BentoML makes moving trained ML models to production easy:

  • Package models trained with any ML framework and reproduce them for model serving in production
  • Deploy anywhere for online API serving or offline batch serving
  • High-Performance API model server with adaptive micro-batching support
  • Central hub for managing models and deployment process via Web UI and APIs
  • Modular and flexible design making it adaptable to your infrastrcuture

BentoML is a framework for serving, managing, and deploying machine learning models. It is aiming to bridge the gap between Data Science and DevOps, and enable teams to deliver prediction services in a fast, repeatable, and scalable way.



This tutorial provides an end-to-end guide using BentoML with AWS SageMaker -- a machine learning model training platform. It demonstrates the workflow of integrating BentoML with SageMaker, including: setting up a SageMaker notebook instance, model training, creating an S3 bucket, uploading the BentoService bundle into S3, and deploying the BentoML packaged model to SageMaker as an API endpoint using the BentoML CLI tool.

For demonstration, this tutorial uses the IMDB movie review sentiment dataset with BERT and Tensorflow 2.0.(please note: the following model is a modification of the original version: https://github.com/kpe/bert-for-tf2/blob/master/examples/gpu_movie_reviews.ipynb)
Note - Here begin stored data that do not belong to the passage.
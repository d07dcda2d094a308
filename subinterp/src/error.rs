//! Error kinds for the worker/queue surface (spec §7), extending the data
//! plane's [`subinterp_core::CoreError`] with the handful of kinds that only
//! make sense once "interpreter" and "queue" exist as concepts.

use subinterp_core::CoreError;

#[derive(Debug, thiserror::Error)]
pub enum SubinterpError {
    /// Anything raised by the shared-memory data plane underneath (lock
    /// contention, TTL expiry, buffer state violations, ...).
    #[error(transparent)]
    Core(#[from] CoreError),

    #[error("close attempted while the interpreter is still executing; join first")]
    InterpreterBusy,

    #[error("child interpreter failed: {0}")]
    ChildFailure(String),

    #[error("queue is empty")]
    Empty,

    #[error("queue is full")]
    Full,

    #[error("unknown interpreter handle {0}")]
    UnknownInterpreter(u32),

    #[error("serialization failed: {0}")]
    Serialization(#[from] bincode::Error),
}

pub type SubinterpResult<T> = Result<T, SubinterpError>;
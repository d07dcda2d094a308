//! Reference-counted, TTL-bounded cross-interpreter byte region (spec §4.3).
//!
//! A `SharedBuffer` is `N` payload bytes plus a small header carrying a lock
//! byte and a lifecycle tag. The origin side owns the backing allocation;
//! every other interpreter holds a weak view built from a raw
//! `(address, length)` pair handed across the boundary by [`serialize`].
//! There is deliberately no refcounting at the Rust ownership level here —
//! that is the entire point of the component: correctness comes from the
//! lock-protected lifecycle state machine and the TTL, not from the borrow
//! checker, because the consumer side lives in a different interpreter that
//! the checker cannot see into.

use std::sync::Mutex;
use std::time::{Duration, Instant};

use once_cell::sync::Lazy;

use crate::byte_lock::{LockGuard, LockTimeout, ScopedLock};
use crate::error::{CoreError, CoreResult};
use crate::struct_view::{self, RawView};

const LOCK_OFFSET: usize = 0;
const STATE_OFFSET: usize = 1;
// bytes 2..4 are padding so the u24 fields below land on a 4-byte boundary.
const ENTER_COUNT_OFFSET: usize = 4;
const EXIT_COUNT_OFFSET: usize = 8;
/// Total header size: `lock(1) + state(1) + pad(2) + enter_count(4) + exit_count(4)`.
pub const HEADER_SIZE: usize = 12;

pub const DEFAULT_TTL: Duration = Duration::from_secs(3600);

/// Lifecycle tag stored in the header's `state` byte.
///
/// Monotone path `Building -> Ready -> Serialized <-> Received -> Garbage`;
/// see the invariants on [`SharedBuffer`].
#[derive(Debug, Clone, Copy, PartialEq, Eq)]
#[repr(u8)]
pub enum BufferState {
    Building = 0,
    Ready = 1,
    Serialized = 2,
    Received = 3,
    Garbage = 4,
}

impl BufferState {
    fn from_byte(b: u8) -> Option<Self> {
        match b {
            0 => Some(BufferState::Building),
            1 => Some(BufferState::Ready),
            2 => Some(BufferState::Serialized),
            3 => Some(BufferState::Received),
            4 => Some(BufferState::Garbage),
            _ => None,
        }
    }

    fn is_transferable(self) -> bool {
        matches!(
            self,
            BufferState::Serialized | BufferState::Received | BufferState::Ready
        )
    }
}

/// Whether the local view is usable for byte-level reads/writes right now.
#[derive(Debug, Clone, Copy, PartialEq, Eq)]
pub enum DataState {
    NotReady,
    ReadOnly,
    ReadWrite,
}

#[derive(Debug, Clone, Copy, PartialEq, Eq)]
enum BufferMode {
    Origin,
    Remote,
}

/// The wire form of a `SharedBuffer`: everything a different interpreter
/// needs to attach a weak view onto the same memory. Carries only a raw
/// address and length plus the bookkeeping needed to enforce the TTL —
/// there is no reference counting here, by design (see the module docs).
#[derive(Debug, Clone, Copy)]
pub struct SharedBufferHandle {
    address: usize,
    total_len: usize,
    pub ttl: Duration,
    pub timestamp: Instant,
}

/// A contiguous byte region shared across interpreters, with a lock byte
/// and lifecycle tag in its header.
///
/// Invariants enforced by this type's methods (spec §3):
/// - a buffer in `Building` is reachable only through the `SharedBuffer`
///   that created it (never serialized yet);
/// - `Serialized`/`Received` implies at least one handle has left the
///   origin;
/// - a buffer advances to `Garbage` only when `exit_count >= enter_count`
///   and its TTL has elapsed;
/// - once `Garbage`, the payload bytes are never read or written again.
pub struct SharedBuffer {
    view: RawView,
    lock: ScopedLock,
    mode: BufferMode,
    data_state: DataState,
    payload_size: usize,
    ttl: Duration,
    timestamp: Option<Instant>,
    cursor: usize,
}

// Raw pointers inside `view`/`lock` denote memory meant to be shared across
// interpreter/thread boundaries; all mutation through `&self` goes through
// atomic operations, and `&mut self` methods are exclusive per Rust's own
// rules, so both traits are sound despite the raw pointers.
unsafe impl Send for SharedBuffer {}
unsafe impl Sync for SharedBuffer {}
  • demonstrates an end-to-end workflow of using BentoML with AWS SageMaker
  • deploys and tests API endpoints to the cloud
  • provides two ways of API server local testing using BentoML CLI tool


1. Create a SageMaker notebook instance

For model training in SageMaker, we will start by creating a notebook instance. After logging into the AWS management console -- type SageMaker to launch the service. From the SageMaker dashboard, select Notebook instances. Go ahead enter a notebook name and select the instance type


Next,under Permissions and encryption, select Create a new role or choosing an existing role. This allows both the notebook instance and user to access and upload data to Amazon S3. Then, select Any S3 bucket, which allows your SageMaker to access all S3 buckets in your account.


After the notebook instance is created, the status will change from pending to InService. Select Open Jupyter under Actions, and choose Conda_python 3 under New tab to launch the Jupyter notebook within SageMaker.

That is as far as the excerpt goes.